No tengo respuestas simples. Pero sí, una certeza: no habrá paz real mientras existan armas diseñadas para el fin absoluto. Y mucho menos mientras esas armas estén legitimadas por discursos emocionales, narcisistas y mesiánicos.

Tal vez haya llegado el momento de recuperar esa vieja bandera olvidada. No la de un país. La de una idea: la razón como única arma legítima. El pensamiento crítico como única fuerza moral. El diálogo como única vía durable. Porque si volvemos a adorar la bomba como a un dios, tal como hacían los mutantes en Regreso al planeta de los simios, entonces ya no somos humanos.

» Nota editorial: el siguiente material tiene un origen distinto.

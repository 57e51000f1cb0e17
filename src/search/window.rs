//! Candidate offsets inside the search window.

/// Offsets `anchor + k * stride` for `k` in `-roi..=roi`, ascending in `k`,
/// keeping only those where `[offset, offset + extent)` fits in `[0, limit)`.
///
/// Only in-bounds `k` are visited, so the cost is bounded by `limit / stride`
/// whatever `roi` is.
pub(crate) fn candidate_offsets(
    anchor: usize,
    stride: usize,
    roi: usize,
    extent: usize,
    limit: usize,
) -> impl Iterator<Item = usize> {
    let stride = stride.max(1) as i128;
    let (anchor, roi) = (anchor as i128, roi as i128);
    let (k_min, k_max) = match limit.checked_sub(extent) {
        Some(max_offset) => (
            (-roi).max(-(anchor / stride)),
            roi.min((max_offset as i128 - anchor).div_euclid(stride)),
        ),
        None => (0, -1),
    };
    (k_min..=k_max).filter_map(move |k| usize::try_from(anchor + k * stride).ok())
}

#[cfg(test)]
mod tests {
    use super::candidate_offsets;

    #[test]
    fn offsets_are_ascending_and_clipped() {
        let offsets: Vec<usize> = candidate_offsets(4, 2, 3, 4, 12).collect();
        // k = -3..=3 -> -2, 0, 2, 4, 6, 8, 10; 10 + 4 > 12 is dropped.
        assert_eq!(offsets, vec![0, 2, 4, 6, 8]);
    }

    #[test]
    fn zero_roi_yields_anchor_only() {
        let offsets: Vec<usize> = candidate_offsets(3, 5, 0, 2, 8).collect();
        assert_eq!(offsets, vec![3]);
    }

    #[test]
    fn fully_clipped_window_is_empty() {
        assert_eq!(candidate_offsets(6, 1, 1, 4, 8).count(), 0);
        assert_eq!(candidate_offsets(0, 1, 2, 9, 8).count(), 0);
    }

    #[test]
    fn unbounded_roi_covers_the_axis_once() {
        let offsets: Vec<usize> = candidate_offsets(5, 3, usize::MAX, 4, 16).collect();
        assert_eq!(offsets, vec![2, 5, 8, 11]);

        let huge_stride: Vec<usize> = candidate_offsets(7, usize::MAX, usize::MAX, 1, 8).collect();
        assert_eq!(huge_stride, vec![7]);
    }

    #[test]
    fn anchor_past_the_limit_steps_back_inside() {
        let offsets: Vec<usize> = candidate_offsets(10, 2, 3, 4, 10).collect();
        // k = -3..=3 -> 4, 6, 8, ...; only offsets <= 6 fit.
        assert_eq!(offsets, vec![4, 6]);
    }
}
//! Minimal NPY (v1.0) writer for `u8` tensors.
//!
//! Layout: magic `\x93NUMPY`, version `1.0`, little-endian `u16` header
//! length, an ASCII dict padded with spaces and ending in `\n` so the data
//! starts on a 64-byte boundary, then the raw C-order samples.

use crate::assemble::FrankenTensor;
use crate::util::{FrankenError, FrankenResult};
use std::fs::File;
use std::io::{BufWriter, Write};
use std::path::Path;

const MAGIC: &[u8] = b"\x93NUMPY";
const VERSION: [u8; 2] = [1, 0];
const ALIGN: usize = 64;

/// Builds the NPY header for a `(height, width, channels)` `u8` array.
pub fn npy_header(shape: (usize, usize, usize)) -> FrankenResult<Vec<u8>> {
    let (h, w, c) = shape;
    let dict = format!("{{'descr': '|u1', 'fortran_order': False, 'shape': ({h}, {w}, {c}), }}");
    let prefix = MAGIC.len() + VERSION.len() + 2;
    let unpadded = prefix + dict.len() + 1;
    let padding = (ALIGN - unpadded % ALIGN) % ALIGN;
    let header_len = u16::try_from(dict.len() + padding + 1)
        .map_err(|_| FrankenError::InvalidConfig("npy header too long"))?;

    let mut header = Vec::with_capacity(unpadded + padding);
    header.extend_from_slice(MAGIC);
    header.extend_from_slice(&VERSION);
    header.extend_from_slice(&header_len.to_le_bytes());
    header.extend_from_slice(dict.as_bytes());
    header.resize(header.len() + padding, b' ');
    header.push(b'\n');
    Ok(header)
}

/// Encodes a tensor as an in-memory NPY file.
pub fn encode_npy(tensor: &FrankenTensor) -> FrankenResult<Vec<u8>> {
    let mut bytes = npy_header(tensor.shape())?;
    bytes.extend_from_slice(tensor.as_slice());
    Ok(bytes)
}

/// Writes a tensor to `path` as an NPY file, replacing any existing file.
pub fn write_npy<P: AsRef<Path>>(path: P, tensor: &FrankenTensor) -> FrankenResult<()> {
    let header = npy_header(tensor.shape())?;
    let file = File::create(path.as_ref()).map_err(|err| FrankenError::Io {
        reason: format!("{}: {err}", path.as_ref().display()),
    })?;
    let mut writer = BufWriter::new(file);
    writer.write_all(&header)?;
    writer.write_all(tensor.as_slice())?;
    writer.flush()?;
    Ok(())
}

Somos una especie en cuenta atrás. Seres en suspenso. Animales con calendario, pero sin futuro.


Epílogo


Hoy no sé en qué punto estamos. Tal vez en una encrucijada, donde todos los caminos llevan al mismo abismo. Tal vez atrapados en un bucle que se repite con precisión trágica. Lo que sé es que, si seguimos dejando que la fuerza hable por todos, llegará un día, quizá pronto, en que la razón grite en medio del último silencio… y nadie quede para escucharla.
La violencia no abre caminos, solo profundiza heridas. Las armas, incluso las llamadas «convencionales», ya arrasan con demasiado: ciudades, cuerpos, infancias. Lo vemos en Ucrania, lo lloramos en Gaza. ¿Y aún nos parece poco? ¿Anhelamos un dolor sin fin?
¡Qué ironía! Si pusiéramos en construir la paz la misma pasión que ponemos en destruir, el mundo sería otro. Pero insistimos en llamar enemigo al que deberíamos invitar al diálogo.
Cuando todo se haya roto, solo quedará una pregunta: ¿qué hicimos cuando aún podíamos elegir? Es hora de recuperar la palabra. No como proyectil, sino como puente. Con palabras nacimos, creamos, amamos. Con palabras construimos sentido. Y tal vez, con palabras… todavía podamos salvarnos.